Alan Vajda has set up a tiny, solar-powered lab in the parking lot of Vail’s wastewater treatment plant on Gore Creek. He’s pumping water from the creek into several tanks in his trailer, where schools of young brown trout await a bloody dissection and probing of their sexual organs. Vajda is trying to find out how treated wastewater in Vail is affecting fish development and reproduction.

He’s concerned that small amounts of hormones and other chemicals – from urine, feces, birth control, antibiotics, soap and the wide range of drugs we send down our drains – could be changing the sex of fish and harming the ecosystem.



Estrogen, the main female sex hormone, is the big culprit here. While most treatment plants remove 90 percent to 95 percent of chemicals and hormones from wastewater before it heads back to a river, trace amounts of estrogen are enough to alter the sex of a fish.

“Sex determination is dependent on hormones, and hormones from the outside could override the ones inside a fish,” Vajda said.




The consequence of too much estrogen in the water? The Waynes become Wandas, and women rule the river.

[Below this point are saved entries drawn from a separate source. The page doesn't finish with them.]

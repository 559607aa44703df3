//! Error types for the SQL Server MCP Server.
//!
//! This module defines all error types using `thiserror` for ergonomic error handling.
//! Tool-level failures are folded into a failed `OperationResult` by each tool, so
//! most variants only ever surface as the `error` string of that envelope. The
//! message text is therefore kept close to what the database reported.

use thiserror::Error;

/// Remediation hint shown when no connection string is configured.
pub const CONNECTION_STRING_HINT: &str = "HINT: Have a local SQL Server, with a database called 'test', from console, run \
    `export CONNECTION_STRING='Server=localhost,1433;Database=test;User Id=sa;Password=<password>;TrustServerCertificate=true'` \
    and then run the server";

#[derive(Error, Debug)]
pub enum DbError {
    /// Fatal at startup; never produced by a tool call.
    #[error("Configuration error: {message}")]
    Configuration { message: String },

    #[error("Failed to connect to database: {message}")]
    Connection { message: String },

    #[error("{object_type} '{name}' not found.")]
    NotFound { object_type: String, name: String },

    #[error(
        "Table '{table}' exists in several schemas ({}). Qualify the name as 'schema.table'.",
        .schemas.join(", ")
    )]
    AmbiguousTable { table: String, schemas: Vec<String> },

    /// Server message is passed through verbatim.
    #[error("{message}")]
    Statement {
        message: String,
        /// SQL Server error number, e.g. 208 for "Invalid object name"
        code: Option<u32>,
    },

    #[error("Unknown tool: {name}")]
    UnknownTool { name: String },

    #[error("Invalid input: {message}")]
    InvalidInput { message: String },

    #[error("Internal error: {message}")]
    Internal { message: String },
}

impl DbError {
    /// Create a configuration error.
    pub fn configuration(message: impl Into<String>) -> Self {
        Self::Configuration {
            message: message.into(),
        }
    }

    /// Create a connection error.
    pub fn connection(message: impl Into<String>) -> Self {
        Self::Connection {
            message: message.into(),
        }
    }

    /// Create a not found error for a table.
    pub fn table_not_found(name: impl Into<String>) -> Self {
        Self::NotFound {
            object_type: "Table".to_string(),
            name: name.into(),
        }
    }

    /// Create a not found error for a stored procedure or function.
    pub fn routine_not_found(name: impl Into<String>) -> Self {
        Self::NotFound {
            object_type: "Procedure or function".to_string(),
            name: name.into(),
        }
    }

    /// Create an ambiguous table error.
    pub fn ambiguous_table(table: impl Into<String>, schemas: Vec<String>) -> Self {
        Self::AmbiguousTable {
            table: table.into(),
            schemas,
        }
    }

    /// Create a statement error with an optional SQL Server error number.
    pub fn statement(message: impl Into<String>, code: Option<u32>) -> Self {
        Self::Statement {
            message: message.into(),
            code,
        }
    }

    /// Create an unknown tool error.
    pub fn unknown_tool(name: impl Into<String>) -> Self {
        Self::UnknownTool { name: name.into() }
    }

    /// Create an invalid input error.
    pub fn invalid_input(message: impl Into<String>) -> Self {
        Self::InvalidInput {
            message: message.into(),
        }
    }

    /// Create an internal error.
    pub fn internal(message: impl Into<String>) -> Self {
        Self::Internal {
            message: message.into(),
        }
    }

    /// Check if this error is retryable by the caller.
    pub fn is_retryable(&self) -> bool {
        matches!(self, Self::Connection { .. })
    }
}

/// Convert tiberius errors to DbError.
impl From<tiberius::error::Error> for DbError {
    fn from(err: tiberius::error::Error) -> Self {
        use tiberius::error::Error as TdsError;

        match err {
            TdsError::Server(token) => DbError::statement(token.message(), Some(token.code())),
            TdsError::Io { message, .. } => DbError::connection(format!("I/O error: {}", message)),
            TdsError::Tls(msg) => DbError::connection(format!("TLS error: {}", msg)),
            TdsError::Protocol(msg) => DbError::connection(format!("Protocol error: {}", msg)),
            TdsError::Routing { host, port } => DbError::connection(format!(
                "Server requested a redirect to {}:{} that could not be followed",
                host, port
            )),
            TdsError::Conversion(msg) => DbError::internal(format!("Conversion error: {}", msg)),
            TdsError::Utf8 | TdsError::Utf16 => {
                DbError::internal("Invalid text encoding in server response")
            }
            other => DbError::connection(other.to_string()),
        }
    }
}

/// Result type alias for database operations.
pub type DbResult<T> = Result<T, DbError>;

/// Convert DbError to MCP ErrorData for transport-level failures.
impl From<DbError> for rmcp::ErrorData {
    fn from(err: DbError) -> Self {
        match &err {
            DbError::InvalidInput { .. } | DbError::Statement { .. } | DbError::UnknownTool { .. } => {
                rmcp::ErrorData::invalid_params(err.to_string(), None)
            }
            DbError::AmbiguousTable { schemas, .. } => rmcp::ErrorData::invalid_params(
                err.to_string(),
                Some(serde_json::json!({ "schemas": schemas })),
            ),

            DbError::NotFound { .. } => rmcp::ErrorData::resource_not_found(err.to_string(), None),

            DbError::Configuration { .. } | DbError::Connection { .. } | DbError::Internal { .. } => {
                rmcp::ErrorData::internal_error(err.to_string(), None)
            }
        }
    }
}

Women had indeed taken over Boulder Creek on the Front Range.

Vajda compared groups of fish there from above a wastewater treatment plant to groups of fish downstream. The difference was huge – the ratio of female to male fish shifted from 1-to-1 upstream to 5-to-1 downstream.

“It was consistent with their exposure to estrogens,” Vajda said.

A major sex shift like that can have profound consequences, the biggest being what Vajda calls a “total population failure,” which basically means no more babies.

“It can affect other components of the food web – the prey below the fish and the predators above them,” Vajda said.

This phenomenon is not exclusive to Colorado – it’s been reported in lakes and rivers all around the United States.

Vail’s situation is quite a bit different from the experiment in Boulder Creek.

For one, there’s not as much wastewater. In Gore Creek, anywhere from less than 5 percent to 20 percent of the stream is made up of treated wastewater, which is far less than Boulder Creek and other metro areas, which can be made up of 50 percent to 70 percent treated wastewater.

“In heavy population areas, effluent (treated wastewater) can dominate stream flows,” Vajda said. “In Vail, though, it’s more proportionate to the stream.”

Vail also has more sophisticated treatment methods and a smaller population, which could make a difference, Vajda said.

The bad news is that trout – the main fish in our rivers – are more sensitive to estrogen than other fish, like the minnows studied in Boulder Creek.

“It takes lower doses of estrogen to have a sex reversal in trout,” Vajda said.

So Vail may not put as much wastewater back into Gore Creek, but it could still be enough to change some fish, he said.

It’s too early to discuss results from the Gore Creek experiment, but they should be ready by June, Vajda said.